Benefits of Illiquidity
Just as liquidity isn’t always good, illiquidity isn’t always bad. There are a few hidden benefits found in illiquid assets. Realizing these benefits depends on how investors approach their real estate investment strategy.
- Long-term benefits
- Stable market
- Committed investors
Real estate isn’t suited for short-term trading. The most popular means of short-term real estate trading is house flipping, which can take months or over a full year to complete. While the illiquidity of real estate may mean it isn’t suited for short-term gains, its long-term potential is extraordinary.
Real estate has a remarkable appreciation rate. Since the 1960s, real estate has increased in value year after year, almost without fail.
Investing in real estate in the long term is almost guaranteed to increase the value of your portfolio; when real estate is such a solid long-term asset anyway, it doesn’t matter as much as it is illiquid.
Real estate’s illiquidity makes for a more stable market that investors can rely on. Illiquidity means that real estate assets move slowly. While that may hinder investors from letting go of an asset fast, it also means the market moves slowly.
The real estate market is well-known for its stability. Because assets move so slowly, there aren’t the kinds of volatile market shifts that disrupt more liquid markets, like the stock exchange. When investors connect with real estate assets, they can count on their assets being in a safe, stable market.
When investing in real estate, investors need to be committed; pulling out your investment is a process due to the illiquidity. Because of that illiquidity, real estate investment projects necessarily attract investors committed to their investment projects.
Getting involved with real estate investment funds often requires a commitment of at least a year in the fund. That level of commitment means that you can have a certain level of trust in your investment; when everyone else is locked in, you can be confident in the stability of your investment.
REITs: Liquid Real Estate
REITs are a compelling real estate investment option with far more liquidity. Real estate investment trusts function like publicly traded securities on the exchange. However, instead of generating revenue through goods and services sold, REITs increase their value through income-earning investment properties.
Investors can buy and sell shares of REITs with relative ease. With REITs, investors don’t own the properties but rather the income they generate.

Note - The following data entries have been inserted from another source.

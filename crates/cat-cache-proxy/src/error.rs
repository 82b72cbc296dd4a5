//! Error types for the cat cache proxy

use axum::http::{header, HeaderValue, StatusCode};
use axum::response::{IntoResponse, Response};
use code_file_cache::CacheError;
use http_cat_client::HttpCatError;
use std::fmt;

/// Methods the proxy answers, as sent in the `Allow` header
pub const ALLOWED_METHODS: &str = "GET, PUT, DELETE";

pub const TEXT_PLAIN: &str = "text/plain; charset=utf-8";

/// Startup errors. Anything reaching `main` terminates the process.
#[derive(Debug)]
pub enum ProxyError {
    Cache(CacheError),
    Upstream(HttpCatError),
    Io(Box<std::io::Error>),
    Config(String),
}

impl fmt::Display for ProxyError {
    fn fmt(&self, f: &mut fmt::Formatter<'_>) -> fmt::Result {
        match self {
            ProxyError::Cache(err) => write!(f, "Cache error: {}", err),
            ProxyError::Upstream(err) => write!(f, "Upstream error: {}", err),
            ProxyError::Io(err) => write!(f, "IO error: {}", err),
            ProxyError::Config(msg) => write!(f, "Configuration error: {}", msg),
        }
    }
}

impl std::error::Error for ProxyError {
    fn source(&self) -> Option<&(dyn std::error::Error + 'static)> {
        match self {
            ProxyError::Cache(err) => Some(err),
            ProxyError::Upstream(err) => Some(err),
            ProxyError::Io(err) => Some(err.as_ref()),
            ProxyError::Config(_) => None,
        }
    }
}

impl From<CacheError> for ProxyError {
    fn from(err: CacheError) -> Self {
        ProxyError::Cache(err)
    }
}

impl From<HttpCatError> for ProxyError {
    fn from(err: HttpCatError) -> Self {
        ProxyError::Upstream(err)
    }
}

impl From<std::io::Error> for ProxyError {
    fn from(err: std::io::Error) -> Self {
        ProxyError::Io(Box::new(err))
    }
}

impl From<tracing_subscriber::filter::ParseError> for ProxyError {
    fn from(err: tracing_subscriber::filter::ParseError) -> Self {
        ProxyError::Config(err.to_string())
    }
}

pub type Result<T> = std::result::Result<T, ProxyError>;

/// Per-request failures. The router is the only place these become
/// status codes; everything is contained in that request's response.
#[derive(Debug)]
pub enum RequestError {
    /// Path is not `/{digits}`
    BadRequest,
    /// Not cached and the upstream fetch failed
    UpstreamMiss,
    /// DELETE of an entry that does not exist
    NotFound,
    /// Filesystem failure other than absence
    Storage(CacheError),
    /// The request body could not be received
    Body(String),
    MethodNotAllowed,
}

impl RequestError {
    pub fn status(&self) -> StatusCode {
        match self {
            RequestError::BadRequest => StatusCode::BAD_REQUEST,
            RequestError::UpstreamMiss | RequestError::NotFound => StatusCode::NOT_FOUND,
            RequestError::Storage(_) | RequestError::Body(_) => {
                StatusCode::INTERNAL_SERVER_ERROR
            }
            RequestError::MethodNotAllowed => StatusCode::METHOD_NOT_ALLOWED,
        }
    }
}

impl fmt::Display for RequestError {
    fn fmt(&self, f: &mut fmt::Formatter<'_>) -> fmt::Result {
        match self {
            RequestError::BadRequest => write!(
                f,
                "400 Bad Request: path must be a numeric HTTP status code (e.g. /200)"
            ),
            RequestError::UpstreamMiss => {
                write!(f, "404 Not Found (Image not found on http.cat)")
            }
            RequestError::NotFound => write!(f, "404 Not Found"),
            RequestError::Storage(err) => write!(f, "500 Internal Server Error: {}", err),
            RequestError::Body(msg) => write!(f, "500 Internal Server Error: {}", msg),
            RequestError::MethodNotAllowed => write!(f, "405 Method Not Allowed"),
        }
    }
}

impl std::error::Error for RequestError {
    fn source(&self) -> Option<&(dyn std::error::Error + 'static)> {
        match self {
            RequestError::Storage(err) => Some(err),
            _ => None,
        }
    }
}

impl IntoResponse for RequestError {
    fn into_response(self) -> Response {
        let status = self.status();
        if status.is_server_error() {
            tracing::error!(error = %self, "Request failed");
        }

        let mut response = (
            status,
            [(header::CONTENT_TYPE, TEXT_PLAIN)],
            self.to_string(),
        )
            .into_response();

        if matches!(self, RequestError::MethodNotAllowed) {
            response
                .headers_mut()
                .insert(header::ALLOW, HeaderValue::from_static(ALLOWED_METHODS));
        }

        response
    }
}

#[cfg(test)]
mod tests {
    use super::*;
    use std::io;

    #[test]
    fn test_config_error_display() {
        let err = ProxyError::Config("missing --cache".to_string());
        assert_eq!(format!("{}", err), "Configuration error: missing --cache");
    }

    #[test]
    fn test_cache_error_display() {
        let err = ProxyError::from(CacheError::Io(Box::new(io::Error::new(
            io::ErrorKind::PermissionDenied,
            "permission denied",
        ))));
        assert_eq!(format!("{}", err), "Cache error: permission denied");
    }

    #[test]
    fn test_io_error_converts_to_io_variant() {
        let err: ProxyError =
            io::Error::new(io::ErrorKind::AddrInUse, "address already in use").into();
        assert!(matches!(err, ProxyError::Io(_)));
        assert_eq!(format!("{}", err), "IO error: address already in use");
    }

    #[test]
    fn test_status_mapping() {
        assert_eq!(RequestError::BadRequest.status(), StatusCode::BAD_REQUEST);
        assert_eq!(RequestError::UpstreamMiss.status(), StatusCode::NOT_FOUND);
        assert_eq!(RequestError::NotFound.status(), StatusCode::NOT_FOUND);
        assert_eq!(
            RequestError::Storage(CacheError::Io(Box::new(io::Error::other("disk"))))
                .status(),
            StatusCode::INTERNAL_SERVER_ERROR
        );
        assert_eq!(
            RequestError::Body("reset".to_string()).status(),
            StatusCode::INTERNAL_SERVER_ERROR
        );
        assert_eq!(
            RequestError::MethodNotAllowed.status(),
            StatusCode::METHOD_NOT_ALLOWED
        );
    }

    #[test]
    fn test_storage_error_body_carries_detail() {
        let err = RequestError::Storage(CacheError::Io(Box::new(io::Error::other("disk full"))));
        assert_eq!(err.to_string(), "500 Internal Server Error: disk full");
    }

    #[test]
    fn test_method_not_allowed_response_has_allow_header() {
        let response = RequestError::MethodNotAllowed.into_response();
        assert_eq!(response.status(), StatusCode::METHOD_NOT_ALLOWED);
        assert_eq!(response.headers()[header::ALLOW], "GET, PUT, DELETE");
        assert_eq!(response.headers()[header::CONTENT_TYPE], TEXT_PLAIN);
    }

    #[test]
    fn test_bad_request_response_has_no_allow_header() {
        let response = RequestError::BadRequest.into_response();
        assert_eq!(response.status(), StatusCode::BAD_REQUEST);
        assert!(response.headers().get(header::ALLOW).is_none());
    }
}
//! # Repository Module
//!
//! Database repository implementations for the invoicing service.
//!
//! ## Repository Pattern
//! ```text
//! ┌─────────────────────────────────────────────────────────────────────┐
//! │                  Repository Pattern Explained                       │
//! │                                                                     │
//! │  HTTP handler                                                       │
//! │       │                                                             │
//! │       │  db.invoices().create(&new_invoice, &totals)                │
//! │       ▼                                                             │
//! │  InvoiceRepository                                                  │
//! │  ├── list_summaries(&self)                                          │
//! │  ├── get(&self, id)                                                 │
//! │  ├── create(&self, new, totals)                                     │
//! │  └── delete(&self, id)                                              │
//! │       │                                                             │
//! │       │  Parameterized SQL                                          │
//! │       ▼                                                             │
//! │  SQLite Database                                                    │
//! │                                                                     │
//! │  Benefits:                                                          │
//! │  • SQL is isolated in one place                                     │
//! │  • Multi-statement writes own their transactions                    │
//! │  • Handlers stay JSON-shaping only                                  │
//! └─────────────────────────────────────────────────────────────────────┘
//! ```
//!
//! ## Available Repositories
//!
//! - [`client::ClientRepository`] - Client listing and creation
//! - [`invoice::InvoiceRepository`] - Invoice lifecycle and line items

pub mod client;
pub mod invoice;
//! Client registry endpoints.
//!
//! ```text
//! GET  /api/clients   list, ordered by name
//! POST /api/clients   add (trim, min length, case-insensitive duplicate check)
//! ```

use std::sync::Arc;

use axum::body::Bytes;
use axum::extract::State;
use axum::http::StatusCode;
use axum::response::IntoResponse;
use axum::routing::get;
use axum::{Json, Router};
use serde_json::json;
use tracing::info;

use crate::error::ApiError;
use crate::payload;
use crate::AppState;
use ledger_core::validation::validate_client_name;

/// Builds the client registry router.
pub fn client_routes() -> Router<Arc<AppState>> {
    Router::new().route("/clients", get(list_clients).post(add_client))
}

/// GET /api/clients
async fn list_clients(
    State(state): State<Arc<AppState>>,
) -> Result<impl IntoResponse, ApiError> {
    let clients = state.db.clients().list().await?;

    Ok(Json(json!({
        "success": true,
        "clients": clients,
    })))
}

/// POST /api/clients
///
/// Body: `{"name": "..."}`. The name is trimmed before validation and
/// before the duplicate check, so `" ab "` and `"AB"` collide.
async fn add_client(
    State(state): State<Arc<AppState>>,
    body: Bytes,
) -> Result<impl IntoResponse, ApiError> {
    let value = payload::parse_json(&body)?;
    let name = validate_client_name(payload::client_name(&value))?;

    let repo = state.db.clients();

    if repo.find_id_by_name(&name).await?.is_some() {
        return Err(ApiError::DuplicateClient);
    }

    let client = repo.insert(&name).await?;

    info!(id = client.id, name = %client.name, "Client added");

    Ok((
        StatusCode::CREATED,
        Json(json!({
            "success": true,
            "message": "Client added successfully",
            "client": { "id": client.id, "name": client.name },
        })),
    ))
}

While returns may not be as substantial as getting involved directly in property, REITs offer investors the opportunity to get involved in real estate investments without the high financial thresholds or the red tape.
The Bottom Line: Know the Advantages & Disadvantages of Illiquid Real Estate
Illiquidity has its disadvantages, but depending on how you plan to utilize real estate in your investment strategy, those disadvantages can be negated and even turned into a strength.
Every financial opportunity has its benefits and drawbacks; a firm grasp on your investment helps you make better decisions.